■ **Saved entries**
⟨

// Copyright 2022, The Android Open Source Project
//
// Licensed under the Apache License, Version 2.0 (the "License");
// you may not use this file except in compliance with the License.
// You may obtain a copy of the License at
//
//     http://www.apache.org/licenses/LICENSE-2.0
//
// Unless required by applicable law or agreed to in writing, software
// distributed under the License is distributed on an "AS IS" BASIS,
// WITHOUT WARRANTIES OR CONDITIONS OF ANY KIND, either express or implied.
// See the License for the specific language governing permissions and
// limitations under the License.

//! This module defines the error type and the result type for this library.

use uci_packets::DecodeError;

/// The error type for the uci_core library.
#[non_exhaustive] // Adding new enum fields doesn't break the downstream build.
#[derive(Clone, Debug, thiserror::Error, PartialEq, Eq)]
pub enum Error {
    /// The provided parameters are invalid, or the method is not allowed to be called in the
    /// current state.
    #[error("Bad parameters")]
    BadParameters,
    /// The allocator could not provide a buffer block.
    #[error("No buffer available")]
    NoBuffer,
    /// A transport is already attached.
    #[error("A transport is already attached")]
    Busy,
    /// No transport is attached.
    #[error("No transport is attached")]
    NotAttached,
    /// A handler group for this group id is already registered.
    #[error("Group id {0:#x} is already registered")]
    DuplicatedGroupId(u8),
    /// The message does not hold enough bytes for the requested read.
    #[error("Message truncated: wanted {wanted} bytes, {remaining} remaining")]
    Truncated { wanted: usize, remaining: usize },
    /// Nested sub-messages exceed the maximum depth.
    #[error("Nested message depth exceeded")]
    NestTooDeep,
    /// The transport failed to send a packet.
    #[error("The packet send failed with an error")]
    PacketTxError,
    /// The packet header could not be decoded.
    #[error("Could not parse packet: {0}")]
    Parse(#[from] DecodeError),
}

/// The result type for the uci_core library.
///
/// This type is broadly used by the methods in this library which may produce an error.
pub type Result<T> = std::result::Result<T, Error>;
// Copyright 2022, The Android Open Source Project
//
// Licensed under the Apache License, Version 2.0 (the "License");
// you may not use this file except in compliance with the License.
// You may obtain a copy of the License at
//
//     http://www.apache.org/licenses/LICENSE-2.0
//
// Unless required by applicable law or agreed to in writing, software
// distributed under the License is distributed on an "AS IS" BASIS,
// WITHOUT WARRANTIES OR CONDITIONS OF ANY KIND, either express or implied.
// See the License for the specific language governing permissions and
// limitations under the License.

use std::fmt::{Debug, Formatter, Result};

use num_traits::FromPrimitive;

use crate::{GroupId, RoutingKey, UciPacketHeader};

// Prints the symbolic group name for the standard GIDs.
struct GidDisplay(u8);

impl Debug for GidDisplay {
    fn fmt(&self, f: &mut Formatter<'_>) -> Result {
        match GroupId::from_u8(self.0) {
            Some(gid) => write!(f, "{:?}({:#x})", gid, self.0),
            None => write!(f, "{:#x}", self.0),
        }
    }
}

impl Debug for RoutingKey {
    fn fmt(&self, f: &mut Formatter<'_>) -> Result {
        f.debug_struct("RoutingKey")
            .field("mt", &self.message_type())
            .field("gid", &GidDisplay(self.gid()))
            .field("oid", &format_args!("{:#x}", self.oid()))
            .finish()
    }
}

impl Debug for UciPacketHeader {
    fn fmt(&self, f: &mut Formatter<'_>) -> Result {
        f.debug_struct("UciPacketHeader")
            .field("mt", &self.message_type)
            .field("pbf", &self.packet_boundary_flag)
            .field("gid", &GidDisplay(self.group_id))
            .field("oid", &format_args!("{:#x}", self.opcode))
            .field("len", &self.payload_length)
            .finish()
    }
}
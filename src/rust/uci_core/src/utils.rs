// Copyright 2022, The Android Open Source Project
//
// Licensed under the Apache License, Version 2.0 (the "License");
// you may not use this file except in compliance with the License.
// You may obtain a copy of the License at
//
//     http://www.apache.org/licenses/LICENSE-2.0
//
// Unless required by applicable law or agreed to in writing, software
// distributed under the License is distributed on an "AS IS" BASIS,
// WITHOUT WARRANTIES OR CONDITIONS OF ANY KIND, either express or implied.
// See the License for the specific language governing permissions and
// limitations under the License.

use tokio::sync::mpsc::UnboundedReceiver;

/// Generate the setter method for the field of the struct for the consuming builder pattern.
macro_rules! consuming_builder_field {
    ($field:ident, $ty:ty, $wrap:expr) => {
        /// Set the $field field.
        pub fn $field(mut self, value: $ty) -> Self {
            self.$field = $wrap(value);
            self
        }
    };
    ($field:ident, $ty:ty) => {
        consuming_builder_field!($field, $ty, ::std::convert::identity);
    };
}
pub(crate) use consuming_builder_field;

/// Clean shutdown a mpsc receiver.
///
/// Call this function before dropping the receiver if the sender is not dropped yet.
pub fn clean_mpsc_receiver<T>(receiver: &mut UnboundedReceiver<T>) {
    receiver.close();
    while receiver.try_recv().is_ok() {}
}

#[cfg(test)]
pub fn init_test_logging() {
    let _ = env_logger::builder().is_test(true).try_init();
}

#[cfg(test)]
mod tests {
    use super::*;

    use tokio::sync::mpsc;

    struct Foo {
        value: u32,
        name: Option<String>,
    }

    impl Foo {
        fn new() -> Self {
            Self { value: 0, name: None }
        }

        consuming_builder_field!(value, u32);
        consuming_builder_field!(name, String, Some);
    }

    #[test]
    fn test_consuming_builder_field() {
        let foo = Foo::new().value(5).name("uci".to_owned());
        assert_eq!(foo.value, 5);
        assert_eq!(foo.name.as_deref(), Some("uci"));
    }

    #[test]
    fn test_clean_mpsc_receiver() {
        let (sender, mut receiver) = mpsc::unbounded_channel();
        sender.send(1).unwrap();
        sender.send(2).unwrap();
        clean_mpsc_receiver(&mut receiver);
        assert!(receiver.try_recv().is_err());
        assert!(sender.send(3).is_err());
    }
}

⟩

■ **Work to complete**
A line qualifies when it holds the word "sync"; report all qualifying lines from the records above.

■ **Exercise response**
use tokio::sync::mpsc::UnboundedReceiver;
    use tokio::sync::mpsc;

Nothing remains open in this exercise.